**Required work:**
Search the entries below for the word "models", then copy each line in which it is found.

Dataset entries:
════════════════════

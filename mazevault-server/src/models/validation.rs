//! Validation error types

use thiserror::Error;

/// Validation error for domain models
#[derive(Debug, Clone, Error)]
pub enum ValidationError {
    /// Field is empty when it shouldn't be
    #[error("{field} cannot be empty")]
    Empty { field: &'static str },

    /// Field doesn't match its required format
    #[error("{field}: {reason}")]
    InvalidFormat {
        field: &'static str,
        reason: &'static str,
    },

    /// Numeric field outside its accepted range
    #[error("{field} must be between {min} and {max}")]
    OutOfRange {
        field: &'static str,
        min: i64,
        max: i64,
    },
}

#[cfg(test)]
mod tests {
    use super::*;

    #[test]
    fn error_display() {
        let err = ValidationError::OutOfRange {
            field: "height",
            min: 2,
            max: 500,
        };
        assert_eq!(err.to_string(), "height must be between 2 and 500");

        let err = ValidationError::InvalidFormat {
            field: "maze id",
            reason: "expected height:width:seed",
        };
        assert_eq!(err.to_string(), "maze id: expected height:width:seed");
    }
}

════════════════════

**Answer box:**
filename mazevault-server/src/models/validation.rs
/// Validation error for domain models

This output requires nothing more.